The key hypothesis: we don’t emphasize the science behind Lyra’s recommendations enough. If care seekers understood the science behind the care, they would be more excited about curated list of providers.
Unfortunately, as it was designed they felt underwhelmed and unconvinced they were seeing the best options for them.
User Research: Understanding Mental Models
I advocated for qualitative user research to better understand our users mental models and dig into our hypothesis about the science of care.
To do this, we talked to people who were in therapy or had sought mental health care. We also cross-checked our findings with clinical specialists.
Inspiring Trust: Lyra Rebrand
Lyra wanted to inspire trust, but the current UX was based on an outdated and limited brand system that was difficult to use. In fact, there was no system in place, the brand colors shown were pulled from the existing UI.
The marketing team was also struggling to create quality artifacts with the existing brand. We hired an agency and creative directed a rebrand to give Lyra a more modern, trustworthy brand.
Inspiring Trust: Redesigning the Care Seeker UX
With a rebrand and user research insights, I led a redesign of care seeker’s experience on our website.
Workshop & Brainstorming
There was a lot of excitement and ideas about how to make Lyra even better! I facilitated a company-wide workshop to collect all of Lyra’s internal wisdom.
Redesign Constraints
Given limited resourcing, we prioritized ideas that were focused on front-end changes to Lyra’s website vs. ones that impacted the underlying business logic. Given where we were starting, we felt confident there was a lot that could be done with front-end UX alone.
The Redesign
To make an impact, I focused on redesigning the moments of decision-making.
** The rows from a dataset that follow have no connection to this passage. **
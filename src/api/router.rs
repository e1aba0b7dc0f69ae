//! HTTP API router.
//!
//! Returns a composable `Router` that can be mounted on any axum server.
//! Routes are nested under `/api/`.
//!
//! Middleware stack (outermost → innermost):
//! 1. Auth validator → 2. Audit logger

use std::sync::Arc;

use axum::extract::DefaultBodyLimit;
use axum::routing::{get, post};
use axum::Router;

use crate::api::endpoints;
use crate::api::middleware;
use crate::api::types::ApiContext;
use crate::core_state::CoreState;

/// Build the API router.
///
/// Middleware uses `Extension<ApiContext>` (injected as the outermost layer).
/// Endpoint handlers use `State<ApiContext>` (provided via `with_state`).
pub fn api_router(core: Arc<CoreState>) -> Router {
    let ctx = ApiContext::new(core);

    // Layers run bottom-up: Extension → Auth → Audit → Handler.
    // NOTE: Path params use `:param` syntax (matchit 0.7 / axum 0.7).
    let protected = Router::new()
        .route("/ai/chat", post(endpoints::chat::send))
        .route("/ai/chat/history/:session_id", get(endpoints::chat::history))
        .route("/ai/amr/risk/:patient_id", get(endpoints::amr::risk))
        .route("/ai/diagnosis", post(endpoints::diagnosis::suggest))
        .route(
            "/ai/skin-analysis",
            post(endpoints::skin::analyze)
                .layer(DefaultBodyLimit::max(endpoints::skin::MAX_UPLOAD_BYTES)),
        )
        .with_state(ctx.clone())
        .layer(axum::middleware::from_fn(middleware::audit::log_access))
        .layer(axum::middleware::from_fn(middleware::auth::require_auth))
        .layer(axum::Extension(ctx.clone()));

    let unprotected = Router::new()
        .route("/health", get(endpoints::health::check))
        .with_state(ctx);

    Router::new()
        .nest("/api", protected)
        .nest("/api", unprotected)
}
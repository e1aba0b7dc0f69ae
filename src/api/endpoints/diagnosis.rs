//! Diagnosis suggestion endpoint.

use axum::extract::State;
use axum::Json;

use crate::api::error::ApiError;
use crate::api::types::ApiContext;
use crate::clinical::{suggest_diagnosis, DiagnosisRequest, DiagnosisResponse};

/// `POST /api/ai/diagnosis`: rule-based conditions and medications.
pub async fn suggest(
    State(ctx): State<ApiContext>,
    Json(req): Json<DiagnosisRequest>,
) -> Result<Json<DiagnosisResponse>, ApiError> {
    if req.patient_id.trim().is_empty() {
        return Err(ApiError::BadRequest("patient_id cannot be empty".into()));
    }

    let conn = ctx.core.lock_db()?;
    let response = suggest_diagnosis(&conn, &req)?;
    Ok(Json(response))
}
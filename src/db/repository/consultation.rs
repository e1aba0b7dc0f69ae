use rusqlite::{params, Connection};

use crate::db::DatabaseError;
use crate::models::*;

pub fn insert_consultation(conn: &Connection, consultation: &Consultation) -> Result<(), DatabaseError> {
    conn.execute(
        "INSERT INTO consultations (id, patient_id, created_at, medications) VALUES (?1, ?2, ?3, ?4)",
        params![
            consultation.id,
            consultation.patient_id,
            consultation.created_at,
            serde_json::to_string(&consultation.medications)?,
        ],
    )?;
    Ok(())
}

/// Consultations for a patient, oldest first, at most `limit`.
pub fn get_consultations_by_patient(
    conn: &Connection,
    patient_id: &str,
    limit: usize,
) -> Result<Vec<Consultation>, DatabaseError> {
    query_consultations(
        conn,
        "SELECT id, patient_id, created_at, medications FROM consultations
         WHERE patient_id = ?1 ORDER BY created_at ASC LIMIT ?2",
        patient_id,
        limit,
    )
}

/// The latest `limit` consultations for a patient, newest first.
pub fn get_recent_consultations(
    conn: &Connection,
    patient_id: &str,
    limit: usize,
) -> Result<Vec<Consultation>, DatabaseError> {
    query_consultations(
        conn,
        "SELECT id, patient_id, created_at, medications FROM consultations
         WHERE patient_id = ?1 ORDER BY created_at DESC LIMIT ?2",
        patient_id,
        limit,
    )
}

fn query_consultations(
    conn: &Connection,
    sql: &str,
    patient_id: &str,
    limit: usize,
) -> Result<Vec<Consultation>, DatabaseError> {
    let mut stmt = conn.prepare(sql)?;

    let rows = stmt.query_map(params![patient_id, limit as i64], |row| {
        Ok((
            row.get::<_, String>(0)?,
            row.get::<_, String>(1)?,
            row.get::<_, String>(2)?,
            row.get::<_, String>(3)?,
        ))
    })?;

    let mut consultations = Vec::new();
    for row in rows {
        let (id, patient_id, created_at, meds_json) = row?;
        consultations.push(Consultation {
            id,
            patient_id,
            created_at,
            medications: serde_json::from_str(&meds_json)?,
        });
    }
    Ok(consultations)
}
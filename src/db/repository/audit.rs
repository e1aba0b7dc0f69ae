use rusqlite::{params, Connection};

use crate::db::DatabaseError;

/// Insert a batch of audit entries into the audit_log table.
pub fn insert_audit_entries(
    conn: &Connection,
    entries: &[(String, Option<String>, String, String)], // (timestamp, user_id, action, outcome)
) -> Result<(), DatabaseError> {
    let tx = conn.unchecked_transaction()?;
    {
        let mut stmt = tx.prepare(
            "INSERT INTO audit_log (timestamp, user_id, action, outcome) VALUES (?1, ?2, ?3, ?4)",
        )?;
        for (timestamp, user_id, action, outcome) in entries {
            stmt.execute(params![timestamp, user_id, action, outcome])?;
        }
    }
    tx.commit()?;
    Ok(())
}

/// Most recent audit entries for one user, newest first.
/// Returns (timestamp, action, outcome) tuples.
pub fn get_audit_entries_for_user(
    conn: &Connection,
    user_id: &str,
    limit: usize,
) -> Result<Vec<(String, String, String)>, DatabaseError> {
    let mut stmt = conn.prepare(
        "SELECT timestamp, action, outcome FROM audit_log
         WHERE user_id = ?1 ORDER BY timestamp DESC, id DESC LIMIT ?2",
    )?;
    let rows = stmt
        .query_map(params![user_id, limit as i64], |row| {
            Ok((
                row.get::<_, String>(0)?,
                row.get::<_, String>(1)?,
                row.get::<_, String>(2)?,
            ))
        })?
        .collect::<Result<Vec<_>, _>>()?;
    Ok(rows)
}
use std::net::SocketAddr;
use std::path::PathBuf;
use std::time::Duration;

use thiserror::Error;

use crate::gateway::GatewayConfig;

/// Application-level constants
pub const APP_NAME: &str = "Medikal";
pub const APP_VERSION: &str = env!("CARGO_PKG_VERSION");

/// Chat-completion endpoint used when `OPENROUTER_URL` is not set.
pub const DEFAULT_COMPLETION_URL: &str = "https://openrouter.ai/api/v1/chat/completions";

/// Free models tried in order when no specific model is requested.
pub const DEFAULT_CANDIDATE_MODELS: &[&str] = &[
    "openai/gpt-oss-120b:free",
    "z-ai/glm-4.5-air:free",
    "moonshotai/kimi-k2:free",
    "qwen/qwen3-coder:free",
    "nvidia/nemotron-nano-9b-v2:free",
];

/// Per-attempt timeout against the completion endpoint.
pub const DEFAULT_COMPLETION_TIMEOUT_SECS: u64 = 45;

const DEFAULT_BIND_ADDR: &str = "0.0.0.0:8001";

/// Default tracing filter when `RUST_LOG` is unset.
pub fn default_log_filter() -> &'static str {
    "medikal=info,tower_http=info"
}

#[derive(Error, Debug)]
pub enum ConfigError {
    #[error("Invalid value for {key}: {value}")]
    InvalidValue { key: &'static str, value: String },

    #[error("Cannot determine a data directory; set MEDIKAL_DB_PATH")]
    NoDataDir,
}

/// Outbound completion endpoint settings.
#[derive(Debug, Clone)]
pub struct CompletionEndpoint {
    pub url: String,
    pub timeout: Duration,
    pub referer: String,
    pub title: String,
}

impl Default for CompletionEndpoint {
    fn default() -> Self {
        Self {
            url: DEFAULT_COMPLETION_URL.to_string(),
            timeout: Duration::from_secs(DEFAULT_COMPLETION_TIMEOUT_SECS),
            referer: "https://medikal.health".to_string(),
            title: "Medikal Healthcare System".to_string(),
        }
    }
}

/// Everything the server needs, resolved once at startup.
#[derive(Debug, Clone)]
pub struct AppConfig {
    pub bind_addr: SocketAddr,
    pub db_path: PathBuf,
    pub cors_origins: Vec<String>,
    pub endpoint: CompletionEndpoint,
    pub gateway: GatewayConfig,
}

impl AppConfig {
    /// Load from process environment variables.
    pub fn from_env() -> Result<Self, ConfigError> {
        Self::from_lookup(|key| std::env::var(key).ok())
    }

    /// Load using an arbitrary key lookup (tests pass a map).
    pub fn from_lookup<F>(lookup: F) -> Result<Self, ConfigError>
    where
        F: Fn(&str) -> Option<String>,
    {
        let get = |key: &str| {
            lookup(key)
                .map(|v| v.trim().to_string())
                .filter(|v| !v.is_empty())
        };

        let bind_raw = get("MEDIKAL_BIND_ADDR").unwrap_or_else(|| DEFAULT_BIND_ADDR.to_string());
        let bind_addr: SocketAddr = bind_raw.parse().map_err(|_| ConfigError::InvalidValue {
            key: "MEDIKAL_BIND_ADDR",
            value: bind_raw.clone(),
        })?;

        let db_path = match get("MEDIKAL_DB_PATH") {
            Some(p) => PathBuf::from(p),
            None => default_db_path()?,
        };

        let mut endpoint = CompletionEndpoint::default();
        if let Some(url) = get("OPENROUTER_URL") {
            endpoint.url = url;
        }
        if let Some(raw) = get("OPENROUTER_TIMEOUT_SECS") {
            let secs: u64 = raw.parse().map_err(|_| ConfigError::InvalidValue {
                key: "OPENROUTER_TIMEOUT_SECS",
                value: raw.clone(),
            })?;
            if secs == 0 {
                return Err(ConfigError::InvalidValue {
                    key: "OPENROUTER_TIMEOUT_SECS",
                    value: raw,
                });
            }
            endpoint.timeout = Duration::from_secs(secs);
        }

        let mut gateway = GatewayConfig {
            api_key: get("OPENROUTER_API_KEY"),
            ..GatewayConfig::default()
        };
        if let Some(models) = get("OPENROUTER_MODELS") {
            let parsed = split_list(&models);
            if parsed.is_empty() {
                return Err(ConfigError::InvalidValue {
                    key: "OPENROUTER_MODELS",
                    value: models,
                });
            }
            gateway.candidate_models = parsed;
        }

        let cors_origins = get("MEDIKAL_CORS_ORIGINS")
            .map(|v| split_list(&v))
            .unwrap_or_default();

        Ok(Self {
            bind_addr,
            db_path,
            cors_origins,
            endpoint,
            gateway,
        })
    }
}

fn split_list(raw: &str) -> Vec<String> {
    raw.split(',')
        .map(|s| s.trim().to_string())
        .filter(|s| !s.is_empty())
        .collect()
}

/// `<data_dir>/Medikal/medikal.db`
pub fn default_db_path() -> Result<PathBuf, ConfigError> {
    let base = dirs::data_dir().ok_or(ConfigError::NoDataDir)?;
    Ok(base.join(APP_NAME).join("medikal.db"))
}

#[cfg(test)]
mod tests {
    use super::*;
    use std::collections::HashMap;

    fn lookup(pairs: &[(&str, &str)]) -> impl Fn(&str) -> Option<String> {
        let map: HashMap<String, String> = pairs
            .iter()
            .map(|(k, v)| (k.to_string(), v.to_string()))
            .collect();
        move |key| map.get(key).cloned()
    }

    #[test]
    fn defaults_without_environment() {
        let cfg = AppConfig::from_lookup(lookup(&[("MEDIKAL_DB_PATH", "/tmp/m.db")])).unwrap();
        assert_eq!(cfg.bind_addr.port(), 8001);
        assert_eq!(cfg.endpoint.url, DEFAULT_COMPLETION_URL);
        assert_eq!(cfg.endpoint.timeout, Duration::from_secs(45));
        assert!(cfg.gateway.api_key.is_none());
        assert_eq!(cfg.gateway.candidate_models.len(), DEFAULT_CANDIDATE_MODELS.len());
        assert!(cfg.cors_origins.is_empty());
    }

    #[test]
    fn empty_api_key_is_treated_as_absent() {
        let cfg = AppConfig::from_lookup(lookup(&[
            ("MEDIKAL_DB_PATH", "/tmp/m.db"),
            ("OPENROUTER_API_KEY", "   "),
        ]))
        .unwrap();
        assert!(cfg.gateway.api_key.is_none());
    }

    #[test]
    fn overrides_are_applied() {
        let cfg = AppConfig::from_lookup(lookup(&[
            ("MEDIKAL_BIND_ADDR", "127.0.0.1:9000"),
            ("MEDIKAL_DB_PATH", "/tmp/m.db"),
            ("OPENROUTER_API_KEY", "sk-test"),
            ("OPENROUTER_MODELS", "a/one, b/two ,"),
            ("OPENROUTER_TIMEOUT_SECS", "5"),
            ("MEDIKAL_CORS_ORIGINS", "https://a.example,https://b.example"),
        ]))
        .unwrap();
        assert_eq!(cfg.bind_addr.port(), 9000);
        assert_eq!(cfg.gateway.api_key.as_deref(), Some("sk-test"));
        assert_eq!(cfg.gateway.candidate_models, vec!["a/one", "b/two"]);
        assert_eq!(cfg.endpoint.timeout, Duration::from_secs(5));
        assert_eq!(cfg.cors_origins.len(), 2);
    }

    #[test]
    fn invalid_timeout_is_rejected() {
        let err = AppConfig::from_lookup(lookup(&[
            ("MEDIKAL_DB_PATH", "/tmp/m.db"),
            ("OPENROUTER_TIMEOUT_SECS", "soon"),
        ]))
        .unwrap_err();
        assert!(err.to_string().contains("OPENROUTER_TIMEOUT_SECS"));
    }

    #[test]
    fn invalid_bind_addr_is_rejected() {
        let result = AppConfig::from_lookup(lookup(&[
            ("MEDIKAL_DB_PATH", "/tmp/m.db"),
            ("MEDIKAL_BIND_ADDR", "not-an-addr"),
        ]));
        assert!(matches!(result, Err(ConfigError::InvalidValue { .. })));
    }

    #[test]
    fn app_name_is_medikal() {
        assert_eq!(APP_NAME, "Medikal");
    }
}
The first moment: when care seekers choose a care path. The second: when they choose a provider for that care path. I also looked for ways to increase Lyra’s brand presence and communicate Lyra’s value proposition as a service:
Added “this is a fit for you” when choosing a care path to help care seekers make informed choices based on science AND their needs
Created a visual language for Lyra’s care recommendations while still giving them choice at each stage
Added a modal moment to help them understand what Lyra does for them in curating a provider network
Created a visual language to emphasize the concept of Lyra recommended therapists with badging
Scaling Design: Building Provider Portal
Lyra was expanding and it made sense to build tools explicitly for the provider network. Lyra needed investment from providers in order to reduce the cost of care in the following ways:
#1: Adopt outcome measures in their practice: Lyra wanted to create a benchmark for care to demonstrate ROI to employers and create an “end date” when therapy was done. This meant asking providers to align on a measure and to regularly use this measure during the therapeutic process.
#2: Integrate their schedules: Lyra wanted providers to integrate their schedules so that clients could book directly through Lyra instead of reaching out separately to the provider.
Our design team needed to grow to support the business in this way. I created a system for us to understand and communicate design capacity, including a t-shirt sizing system. I hired another full-time UX designer to focus on designing tools and workflows for the provider network.
Scaling Design: Building a Responsive Design System
A recurring problem we had was slow incorporation of UX improvements into the end product. Our engineering team had lower capacity for this because they weren’t originally hired for having strong front-end skills.
I worked with the VP of Engineering to get budget and hired a UX-focused engineer contractor who worked closely with the UX team. With this contractor we built a library of responsive web components that could be used across the provider and care seeker experiences. This increased the quality and speed with which we were able to deliver work.